Search the records for "region". Report every line where it occurs.

■ Stored dataset items ■

┄┄┄┄┄┄

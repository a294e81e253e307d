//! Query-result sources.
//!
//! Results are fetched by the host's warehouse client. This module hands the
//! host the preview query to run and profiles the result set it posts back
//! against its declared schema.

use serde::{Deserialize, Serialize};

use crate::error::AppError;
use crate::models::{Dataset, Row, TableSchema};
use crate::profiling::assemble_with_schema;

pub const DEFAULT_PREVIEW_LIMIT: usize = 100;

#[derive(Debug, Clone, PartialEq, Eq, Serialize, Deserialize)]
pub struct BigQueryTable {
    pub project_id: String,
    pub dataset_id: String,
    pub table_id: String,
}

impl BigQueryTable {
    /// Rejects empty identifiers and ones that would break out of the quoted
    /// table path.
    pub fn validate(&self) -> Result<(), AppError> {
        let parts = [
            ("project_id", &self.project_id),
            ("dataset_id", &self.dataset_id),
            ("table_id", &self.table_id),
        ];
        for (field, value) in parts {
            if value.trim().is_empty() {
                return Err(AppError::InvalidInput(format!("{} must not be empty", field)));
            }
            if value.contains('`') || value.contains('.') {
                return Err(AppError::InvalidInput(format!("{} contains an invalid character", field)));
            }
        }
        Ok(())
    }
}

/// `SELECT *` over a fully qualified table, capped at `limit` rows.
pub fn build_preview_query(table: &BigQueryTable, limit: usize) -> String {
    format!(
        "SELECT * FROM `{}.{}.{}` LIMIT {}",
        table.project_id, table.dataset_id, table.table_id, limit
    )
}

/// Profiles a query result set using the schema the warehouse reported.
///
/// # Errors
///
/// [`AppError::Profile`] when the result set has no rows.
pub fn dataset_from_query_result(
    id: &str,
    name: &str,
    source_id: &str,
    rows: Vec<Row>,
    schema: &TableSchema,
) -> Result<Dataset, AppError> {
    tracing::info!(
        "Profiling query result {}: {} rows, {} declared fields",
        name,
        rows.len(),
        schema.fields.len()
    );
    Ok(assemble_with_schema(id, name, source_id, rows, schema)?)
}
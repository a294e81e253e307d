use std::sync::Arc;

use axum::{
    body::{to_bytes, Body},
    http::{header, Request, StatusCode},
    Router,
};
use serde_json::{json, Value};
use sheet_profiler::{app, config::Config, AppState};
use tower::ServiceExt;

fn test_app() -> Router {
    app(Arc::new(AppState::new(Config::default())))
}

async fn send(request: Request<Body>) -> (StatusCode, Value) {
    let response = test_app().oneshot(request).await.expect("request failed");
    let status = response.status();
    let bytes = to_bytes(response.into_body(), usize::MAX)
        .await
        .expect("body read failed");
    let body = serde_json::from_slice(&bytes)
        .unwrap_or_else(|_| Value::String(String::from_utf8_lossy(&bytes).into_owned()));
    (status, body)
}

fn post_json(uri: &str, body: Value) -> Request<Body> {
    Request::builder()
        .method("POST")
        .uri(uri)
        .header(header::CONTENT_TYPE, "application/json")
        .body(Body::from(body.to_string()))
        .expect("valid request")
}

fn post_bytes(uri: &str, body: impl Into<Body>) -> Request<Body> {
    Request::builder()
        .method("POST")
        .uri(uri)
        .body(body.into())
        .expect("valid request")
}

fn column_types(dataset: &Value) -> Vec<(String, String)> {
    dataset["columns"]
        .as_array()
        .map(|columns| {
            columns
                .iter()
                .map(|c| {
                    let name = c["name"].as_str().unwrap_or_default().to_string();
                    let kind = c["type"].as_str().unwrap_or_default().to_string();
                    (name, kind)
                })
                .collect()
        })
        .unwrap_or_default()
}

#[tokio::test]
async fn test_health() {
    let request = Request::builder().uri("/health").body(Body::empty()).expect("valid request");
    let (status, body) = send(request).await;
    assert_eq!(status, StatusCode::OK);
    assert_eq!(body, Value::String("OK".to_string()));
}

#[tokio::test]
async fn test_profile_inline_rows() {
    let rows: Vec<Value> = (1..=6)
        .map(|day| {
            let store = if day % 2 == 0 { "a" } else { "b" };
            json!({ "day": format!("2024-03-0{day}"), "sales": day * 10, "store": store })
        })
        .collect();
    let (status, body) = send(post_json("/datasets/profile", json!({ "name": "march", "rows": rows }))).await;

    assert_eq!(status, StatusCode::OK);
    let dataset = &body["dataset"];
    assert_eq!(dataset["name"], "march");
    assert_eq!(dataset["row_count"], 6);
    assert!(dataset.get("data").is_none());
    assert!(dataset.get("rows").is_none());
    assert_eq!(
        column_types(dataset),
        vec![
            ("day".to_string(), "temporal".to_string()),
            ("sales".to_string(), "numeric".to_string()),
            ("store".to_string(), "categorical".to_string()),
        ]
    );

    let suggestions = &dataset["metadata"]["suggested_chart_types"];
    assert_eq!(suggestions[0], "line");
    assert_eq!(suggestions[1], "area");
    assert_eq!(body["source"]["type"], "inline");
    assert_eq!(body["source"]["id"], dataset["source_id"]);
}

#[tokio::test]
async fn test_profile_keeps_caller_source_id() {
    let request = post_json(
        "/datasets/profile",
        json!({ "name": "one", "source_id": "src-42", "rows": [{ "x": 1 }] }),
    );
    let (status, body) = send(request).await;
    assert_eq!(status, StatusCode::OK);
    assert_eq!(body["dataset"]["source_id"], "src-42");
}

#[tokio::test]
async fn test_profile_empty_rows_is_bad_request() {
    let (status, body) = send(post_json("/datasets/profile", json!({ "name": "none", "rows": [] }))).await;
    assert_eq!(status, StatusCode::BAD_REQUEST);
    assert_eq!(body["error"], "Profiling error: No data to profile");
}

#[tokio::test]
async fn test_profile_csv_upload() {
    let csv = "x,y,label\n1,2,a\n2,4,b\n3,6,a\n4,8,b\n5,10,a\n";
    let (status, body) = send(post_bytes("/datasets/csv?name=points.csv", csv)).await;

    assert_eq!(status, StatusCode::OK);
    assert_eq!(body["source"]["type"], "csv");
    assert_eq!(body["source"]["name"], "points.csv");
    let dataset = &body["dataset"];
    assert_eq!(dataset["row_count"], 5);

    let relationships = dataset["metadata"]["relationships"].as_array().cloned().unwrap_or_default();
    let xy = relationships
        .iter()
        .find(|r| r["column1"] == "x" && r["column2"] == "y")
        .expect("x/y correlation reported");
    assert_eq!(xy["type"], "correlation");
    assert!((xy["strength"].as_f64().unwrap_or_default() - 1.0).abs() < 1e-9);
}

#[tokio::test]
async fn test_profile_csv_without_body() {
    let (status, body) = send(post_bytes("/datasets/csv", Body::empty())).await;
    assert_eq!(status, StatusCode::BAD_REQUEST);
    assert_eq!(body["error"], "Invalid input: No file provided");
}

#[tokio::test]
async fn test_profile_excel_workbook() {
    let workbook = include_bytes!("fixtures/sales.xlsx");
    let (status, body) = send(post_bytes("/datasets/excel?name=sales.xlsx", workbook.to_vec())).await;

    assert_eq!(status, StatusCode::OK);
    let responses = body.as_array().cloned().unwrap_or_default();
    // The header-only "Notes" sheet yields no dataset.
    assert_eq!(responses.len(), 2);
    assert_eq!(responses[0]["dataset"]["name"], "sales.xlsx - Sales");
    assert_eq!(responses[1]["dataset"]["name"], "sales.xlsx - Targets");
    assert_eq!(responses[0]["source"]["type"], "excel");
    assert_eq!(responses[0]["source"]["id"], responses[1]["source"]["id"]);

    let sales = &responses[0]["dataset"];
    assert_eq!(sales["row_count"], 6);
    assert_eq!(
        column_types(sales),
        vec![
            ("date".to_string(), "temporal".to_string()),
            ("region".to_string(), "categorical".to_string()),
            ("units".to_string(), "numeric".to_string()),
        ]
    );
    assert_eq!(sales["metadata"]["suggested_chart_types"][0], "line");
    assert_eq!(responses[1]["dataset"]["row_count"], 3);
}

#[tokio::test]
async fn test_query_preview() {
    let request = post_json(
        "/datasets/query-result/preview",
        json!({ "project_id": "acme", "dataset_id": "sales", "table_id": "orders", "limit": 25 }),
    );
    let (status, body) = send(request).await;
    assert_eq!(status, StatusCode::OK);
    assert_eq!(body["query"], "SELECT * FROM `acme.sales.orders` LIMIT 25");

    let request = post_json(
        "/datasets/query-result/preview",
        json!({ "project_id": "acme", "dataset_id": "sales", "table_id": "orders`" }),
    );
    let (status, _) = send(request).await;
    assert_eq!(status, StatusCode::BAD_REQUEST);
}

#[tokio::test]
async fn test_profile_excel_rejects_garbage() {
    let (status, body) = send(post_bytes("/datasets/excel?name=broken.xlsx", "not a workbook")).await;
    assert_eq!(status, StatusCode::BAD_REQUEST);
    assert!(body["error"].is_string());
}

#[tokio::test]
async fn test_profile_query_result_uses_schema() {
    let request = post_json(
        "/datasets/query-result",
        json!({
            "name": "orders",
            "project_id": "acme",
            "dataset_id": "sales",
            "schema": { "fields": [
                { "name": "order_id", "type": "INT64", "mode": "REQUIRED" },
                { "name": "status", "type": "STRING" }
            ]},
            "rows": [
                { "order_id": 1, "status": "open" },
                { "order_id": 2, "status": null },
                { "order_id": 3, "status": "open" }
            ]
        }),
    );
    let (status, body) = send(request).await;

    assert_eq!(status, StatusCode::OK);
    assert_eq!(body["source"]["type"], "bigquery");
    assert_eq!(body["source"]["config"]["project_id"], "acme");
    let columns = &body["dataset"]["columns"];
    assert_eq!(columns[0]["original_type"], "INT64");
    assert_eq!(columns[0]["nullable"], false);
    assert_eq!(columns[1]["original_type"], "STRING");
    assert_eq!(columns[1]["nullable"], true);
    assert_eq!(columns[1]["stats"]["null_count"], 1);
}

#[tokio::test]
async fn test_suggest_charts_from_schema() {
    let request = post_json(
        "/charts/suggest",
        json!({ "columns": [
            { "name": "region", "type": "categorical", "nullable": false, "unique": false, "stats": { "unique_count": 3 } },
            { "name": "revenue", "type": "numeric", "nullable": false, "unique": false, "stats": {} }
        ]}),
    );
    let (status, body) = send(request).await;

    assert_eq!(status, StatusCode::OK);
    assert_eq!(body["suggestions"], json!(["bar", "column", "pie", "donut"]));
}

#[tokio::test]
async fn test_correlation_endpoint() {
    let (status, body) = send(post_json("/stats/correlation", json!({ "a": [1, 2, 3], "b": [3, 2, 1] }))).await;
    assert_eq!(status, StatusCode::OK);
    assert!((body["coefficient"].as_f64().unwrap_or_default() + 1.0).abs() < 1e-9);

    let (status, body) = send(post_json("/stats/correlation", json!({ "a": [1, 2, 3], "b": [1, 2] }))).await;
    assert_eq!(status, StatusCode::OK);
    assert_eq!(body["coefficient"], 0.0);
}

┄┄┄┄┄┄

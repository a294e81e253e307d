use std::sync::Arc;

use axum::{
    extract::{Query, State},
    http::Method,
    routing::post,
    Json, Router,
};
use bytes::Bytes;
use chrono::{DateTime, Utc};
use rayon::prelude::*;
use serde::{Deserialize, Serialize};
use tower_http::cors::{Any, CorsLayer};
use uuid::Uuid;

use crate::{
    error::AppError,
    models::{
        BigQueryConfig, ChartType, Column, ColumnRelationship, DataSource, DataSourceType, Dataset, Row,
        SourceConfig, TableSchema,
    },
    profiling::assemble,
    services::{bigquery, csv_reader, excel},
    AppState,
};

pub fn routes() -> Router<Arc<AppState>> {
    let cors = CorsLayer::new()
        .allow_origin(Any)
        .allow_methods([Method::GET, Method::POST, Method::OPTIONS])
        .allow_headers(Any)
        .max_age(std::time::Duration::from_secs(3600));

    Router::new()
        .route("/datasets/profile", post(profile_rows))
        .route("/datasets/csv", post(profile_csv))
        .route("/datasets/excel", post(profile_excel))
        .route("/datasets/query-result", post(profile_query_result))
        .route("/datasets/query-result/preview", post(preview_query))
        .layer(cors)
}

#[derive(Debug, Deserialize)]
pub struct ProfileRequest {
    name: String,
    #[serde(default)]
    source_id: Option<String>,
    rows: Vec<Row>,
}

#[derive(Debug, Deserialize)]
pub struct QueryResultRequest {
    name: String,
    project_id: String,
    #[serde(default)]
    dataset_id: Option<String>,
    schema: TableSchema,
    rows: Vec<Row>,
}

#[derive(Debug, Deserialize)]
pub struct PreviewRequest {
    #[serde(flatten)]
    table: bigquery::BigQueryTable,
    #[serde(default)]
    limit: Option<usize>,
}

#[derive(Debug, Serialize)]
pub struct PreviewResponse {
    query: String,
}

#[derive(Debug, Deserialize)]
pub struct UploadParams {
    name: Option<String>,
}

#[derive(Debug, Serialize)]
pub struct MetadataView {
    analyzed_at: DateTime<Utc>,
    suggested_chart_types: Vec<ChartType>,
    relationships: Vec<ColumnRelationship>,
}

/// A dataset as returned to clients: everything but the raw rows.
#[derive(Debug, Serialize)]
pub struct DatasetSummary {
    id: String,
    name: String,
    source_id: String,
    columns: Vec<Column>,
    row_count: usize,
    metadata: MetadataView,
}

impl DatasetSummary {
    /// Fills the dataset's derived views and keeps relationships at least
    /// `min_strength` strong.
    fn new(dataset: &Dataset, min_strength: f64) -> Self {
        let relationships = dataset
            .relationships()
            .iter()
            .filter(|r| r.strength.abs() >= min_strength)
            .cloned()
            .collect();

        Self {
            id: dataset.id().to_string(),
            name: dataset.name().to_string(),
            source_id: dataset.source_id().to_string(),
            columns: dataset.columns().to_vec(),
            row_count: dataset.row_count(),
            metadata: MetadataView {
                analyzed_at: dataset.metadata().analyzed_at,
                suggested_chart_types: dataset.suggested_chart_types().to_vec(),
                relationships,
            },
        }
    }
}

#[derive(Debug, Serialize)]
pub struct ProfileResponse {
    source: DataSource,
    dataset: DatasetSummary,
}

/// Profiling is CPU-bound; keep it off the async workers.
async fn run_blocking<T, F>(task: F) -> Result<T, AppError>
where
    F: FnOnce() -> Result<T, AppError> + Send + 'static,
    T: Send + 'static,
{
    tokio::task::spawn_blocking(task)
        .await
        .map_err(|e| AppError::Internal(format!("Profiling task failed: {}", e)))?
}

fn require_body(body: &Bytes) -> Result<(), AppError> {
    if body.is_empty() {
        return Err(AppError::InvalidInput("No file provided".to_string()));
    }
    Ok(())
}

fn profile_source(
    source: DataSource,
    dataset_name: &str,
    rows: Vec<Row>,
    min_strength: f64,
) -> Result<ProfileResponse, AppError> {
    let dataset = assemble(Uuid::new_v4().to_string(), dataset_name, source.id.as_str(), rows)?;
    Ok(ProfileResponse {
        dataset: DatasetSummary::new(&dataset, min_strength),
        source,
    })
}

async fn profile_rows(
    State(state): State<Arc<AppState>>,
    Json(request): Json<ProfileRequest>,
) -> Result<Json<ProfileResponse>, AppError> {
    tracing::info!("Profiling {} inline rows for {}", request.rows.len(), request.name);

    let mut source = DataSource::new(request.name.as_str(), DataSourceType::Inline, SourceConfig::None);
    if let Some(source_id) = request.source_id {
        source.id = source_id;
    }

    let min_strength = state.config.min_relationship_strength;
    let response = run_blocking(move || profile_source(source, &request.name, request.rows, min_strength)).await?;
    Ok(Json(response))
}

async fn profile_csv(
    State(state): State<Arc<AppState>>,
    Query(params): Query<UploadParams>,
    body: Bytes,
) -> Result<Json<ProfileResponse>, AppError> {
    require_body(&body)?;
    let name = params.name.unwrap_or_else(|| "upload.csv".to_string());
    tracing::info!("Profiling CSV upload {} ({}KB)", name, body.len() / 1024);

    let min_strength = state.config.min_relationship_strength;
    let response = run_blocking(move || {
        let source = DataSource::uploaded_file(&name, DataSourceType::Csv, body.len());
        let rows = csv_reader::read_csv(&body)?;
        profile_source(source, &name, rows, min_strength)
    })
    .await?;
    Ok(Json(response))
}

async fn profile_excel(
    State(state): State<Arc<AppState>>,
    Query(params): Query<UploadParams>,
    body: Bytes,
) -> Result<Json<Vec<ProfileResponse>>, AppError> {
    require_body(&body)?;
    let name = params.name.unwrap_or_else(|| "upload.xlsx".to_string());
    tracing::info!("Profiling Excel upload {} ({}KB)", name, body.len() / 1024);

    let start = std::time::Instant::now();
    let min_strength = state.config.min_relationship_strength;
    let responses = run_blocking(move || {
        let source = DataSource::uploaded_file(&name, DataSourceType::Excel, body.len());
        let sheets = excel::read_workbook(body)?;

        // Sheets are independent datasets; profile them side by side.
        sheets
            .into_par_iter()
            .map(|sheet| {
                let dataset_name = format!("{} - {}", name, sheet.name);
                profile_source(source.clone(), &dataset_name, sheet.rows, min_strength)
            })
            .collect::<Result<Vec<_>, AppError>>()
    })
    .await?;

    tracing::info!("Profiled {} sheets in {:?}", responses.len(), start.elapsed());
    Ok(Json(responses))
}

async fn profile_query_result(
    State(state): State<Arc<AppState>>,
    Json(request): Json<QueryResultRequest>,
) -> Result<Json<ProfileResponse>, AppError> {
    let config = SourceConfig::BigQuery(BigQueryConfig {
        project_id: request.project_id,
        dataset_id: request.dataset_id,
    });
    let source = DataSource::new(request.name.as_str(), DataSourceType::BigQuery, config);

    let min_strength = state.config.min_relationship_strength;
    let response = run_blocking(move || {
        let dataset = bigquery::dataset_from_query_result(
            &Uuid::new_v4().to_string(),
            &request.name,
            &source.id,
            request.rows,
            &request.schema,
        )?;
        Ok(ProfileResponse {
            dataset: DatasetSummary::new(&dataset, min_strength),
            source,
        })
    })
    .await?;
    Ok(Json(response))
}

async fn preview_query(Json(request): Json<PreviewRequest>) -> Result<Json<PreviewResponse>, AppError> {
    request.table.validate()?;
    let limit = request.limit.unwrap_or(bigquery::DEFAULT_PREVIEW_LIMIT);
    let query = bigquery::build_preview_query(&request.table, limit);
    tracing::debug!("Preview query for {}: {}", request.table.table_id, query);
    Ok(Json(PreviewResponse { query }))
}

┄┄┄┄┄┄

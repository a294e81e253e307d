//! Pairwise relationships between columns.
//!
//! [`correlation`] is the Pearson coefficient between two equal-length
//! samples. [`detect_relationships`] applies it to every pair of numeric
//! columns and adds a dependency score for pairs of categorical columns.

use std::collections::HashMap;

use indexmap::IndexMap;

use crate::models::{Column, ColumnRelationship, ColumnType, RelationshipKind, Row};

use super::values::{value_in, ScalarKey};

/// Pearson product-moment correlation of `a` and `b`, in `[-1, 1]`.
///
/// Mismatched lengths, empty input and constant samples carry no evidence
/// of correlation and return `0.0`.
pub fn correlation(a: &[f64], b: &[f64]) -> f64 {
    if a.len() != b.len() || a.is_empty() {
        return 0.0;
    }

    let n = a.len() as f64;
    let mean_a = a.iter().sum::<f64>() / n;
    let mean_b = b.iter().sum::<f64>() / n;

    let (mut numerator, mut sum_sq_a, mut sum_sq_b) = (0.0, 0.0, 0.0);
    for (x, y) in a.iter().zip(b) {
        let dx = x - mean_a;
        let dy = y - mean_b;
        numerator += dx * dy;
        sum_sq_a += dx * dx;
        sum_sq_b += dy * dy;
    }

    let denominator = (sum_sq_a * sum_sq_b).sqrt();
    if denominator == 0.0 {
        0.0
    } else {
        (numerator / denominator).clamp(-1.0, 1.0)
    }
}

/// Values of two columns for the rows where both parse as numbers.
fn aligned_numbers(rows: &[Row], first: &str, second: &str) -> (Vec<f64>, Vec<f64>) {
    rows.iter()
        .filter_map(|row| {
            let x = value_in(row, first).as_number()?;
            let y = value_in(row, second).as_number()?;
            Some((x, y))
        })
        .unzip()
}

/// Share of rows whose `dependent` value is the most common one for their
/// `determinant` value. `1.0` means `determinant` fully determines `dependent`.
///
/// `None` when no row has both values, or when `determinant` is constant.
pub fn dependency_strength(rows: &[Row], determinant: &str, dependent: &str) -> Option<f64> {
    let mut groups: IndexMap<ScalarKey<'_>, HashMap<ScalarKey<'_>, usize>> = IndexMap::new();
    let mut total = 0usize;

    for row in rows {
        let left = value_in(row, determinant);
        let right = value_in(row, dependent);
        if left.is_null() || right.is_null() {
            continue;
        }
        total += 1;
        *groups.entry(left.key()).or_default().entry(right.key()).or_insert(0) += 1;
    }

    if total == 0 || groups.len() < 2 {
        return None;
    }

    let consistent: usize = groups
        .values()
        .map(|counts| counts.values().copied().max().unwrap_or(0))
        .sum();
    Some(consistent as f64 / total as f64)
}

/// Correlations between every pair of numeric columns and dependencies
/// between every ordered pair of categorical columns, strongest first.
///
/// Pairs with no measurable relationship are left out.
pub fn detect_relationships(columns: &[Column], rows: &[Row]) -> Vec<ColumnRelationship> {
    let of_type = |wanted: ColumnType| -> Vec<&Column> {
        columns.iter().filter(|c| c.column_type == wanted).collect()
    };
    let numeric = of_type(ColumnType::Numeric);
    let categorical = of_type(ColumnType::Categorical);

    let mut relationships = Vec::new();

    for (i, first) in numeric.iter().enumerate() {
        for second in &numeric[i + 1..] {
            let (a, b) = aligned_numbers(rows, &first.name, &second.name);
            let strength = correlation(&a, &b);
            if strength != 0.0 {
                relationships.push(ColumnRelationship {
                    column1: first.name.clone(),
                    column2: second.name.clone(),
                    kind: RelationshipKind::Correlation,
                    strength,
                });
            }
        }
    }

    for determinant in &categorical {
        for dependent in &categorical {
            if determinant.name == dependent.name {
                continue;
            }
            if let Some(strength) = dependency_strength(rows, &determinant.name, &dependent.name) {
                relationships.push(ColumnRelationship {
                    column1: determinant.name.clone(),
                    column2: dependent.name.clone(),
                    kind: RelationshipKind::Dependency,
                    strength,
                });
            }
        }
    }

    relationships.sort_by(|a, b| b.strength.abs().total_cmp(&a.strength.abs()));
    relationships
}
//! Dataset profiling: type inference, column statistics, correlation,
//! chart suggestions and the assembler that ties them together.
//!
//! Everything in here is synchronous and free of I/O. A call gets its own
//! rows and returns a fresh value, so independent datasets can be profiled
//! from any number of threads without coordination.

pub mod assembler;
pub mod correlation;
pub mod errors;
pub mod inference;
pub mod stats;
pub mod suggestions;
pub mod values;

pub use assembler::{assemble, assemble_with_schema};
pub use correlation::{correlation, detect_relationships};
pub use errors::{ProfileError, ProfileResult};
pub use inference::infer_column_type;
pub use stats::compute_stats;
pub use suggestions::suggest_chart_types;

┄┄┄┄┄┄

■ The answer ■
            ("region".to_string(), "categorical".to_string()),
            { "name": "region", "type": "categorical", "nullable": false, "unique": false, "stats": { "unique_count": 3 } },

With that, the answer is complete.